00 00974733272:682210 2 - 02 0006ade6 46 52 45 45 | FREE
00 00974733272:682213 2 - 02 0006adf6 07 ea 4a 90 | ....
00 00974733272:682281 1 * 02 0006ab08 41 4c 4c 43 | EXCP
01 00974733272:682284 2 - 02 0006ab16 45 43 4b 44 | ECKD
01 00974733272:682287 2 - 02 0006ab28 00 00 00 04 | ....
01 00974733272:682289 2 - 02 0006ab3e 00 00 00 20 | ...
01 00974733272:682297 2 - 02 0006ad7e 07 ea 4a 90 | ....
01 00974733272:684384 2 - 00 0006ade6 46 52 45 45 | FREE
01 00974733272:684388 2 - 00 0006adf6 07 ea 4a 90 | ....

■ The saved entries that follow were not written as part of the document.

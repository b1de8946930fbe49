//! Integer coercion for price, registration year and mileage.

use polars::prelude::{Column, DataFrame};
use tracing::debug;

use crate::error::{CleanError, Result, Stage};
use crate::values::{any_to_i64, any_to_string, column_values};

/// Replace each of `columns` with an `Int64` column.
///
/// Row count and column order are unchanged. Any value that cannot be read
/// as an integer aborts with [`CleanError::NonNumericValue`]; nothing is
/// defaulted.
pub fn normalize_integer_columns<S: AsRef<str>>(
    df: &DataFrame,
    columns: &[S],
) -> Result<DataFrame> {
    let mut out = df.clone();
    for name in columns {
        let name = name.as_ref();
        let column = df
            .column(name)
            .map_err(|_| CleanError::missing_column(Stage::TypeNormalizer, name))?;
        let values = integer_values(column, name)?;
        out.with_column(Column::new(name.into(), values))?;
        debug!(column = name, dtype = %column.dtype(), "coerced to Int64");
    }
    Ok(out)
}

fn integer_values(column: &Column, name: &str) -> Result<Vec<i64>> {
    column_values(column)
        .enumerate()
        .map(|(row, value)| {
            any_to_i64(value.clone()).ok_or_else(|| CleanError::NonNumericValue {
                column: name.to_string(),
                row,
                value: any_to_string(value),
            })
        })
        .collect()
}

See section about predefined views for explanation of the above output!
Changing the debug level
------------------------
Example:
> cat /sys/kernel/debug/s390dbf/dasd/level
3
> echo "5" > /sys/kernel/debug/s390dbf/dasd/level
> cat /sys/kernel/debug/s390dbf/dasd/level
5
Flushing debug areas
--------------------
Debug areas can be flushed with piping the number of the desired
area (0...n) to the debugfs file "flush". When using "-" all debug areas
are flushed.
Examples:
1. Flush debug area 0:
> echo "0" > /sys/kernel/debug/s390dbf/dasd/flush
2. Flush all debug areas:
> echo "-" > /sys/kernel/debug/s390dbf/dasd/flush
Changing the size of debug areas
------------------------------------
It is possible the change the size of debug areas through piping
the number of pages to the debugfs file "pages". The resize request will
also flush the debug areas.
Example:
Define 4 pages for the debug areas of debug feature "dasd":
> echo "4" > /sys/kernel/debug/s390dbf/dasd/pages
Stooping the debug feature
--------------------------
Example:
1. Check if stopping is allowed
> cat /proc/sys/s390dbf/debug_stoppable
2. Stop debug feature
> echo 0 > /proc/sys/s390dbf/debug_active
lcrash Interface
----------------
It is planned that the dump analysis tool lcrash gets an additional command
's390dbf' to display all the debug logs. With this tool it will be possible
to investigate the debug logs on a live system and with a memory dump after
a system crash.
Investigating raw memory
------------------------
One last possibility to investigate the debug logs at a live
system and after a system crash is to look at the raw memory
under VM or at the Service Element.
It is possible to find the anker of the debug-logs through
the 'debug_area_first' symbol in the System map. Then one has
to follow the correct pointers of the data-structures defined
in debug.h and find the debug-areas in memory.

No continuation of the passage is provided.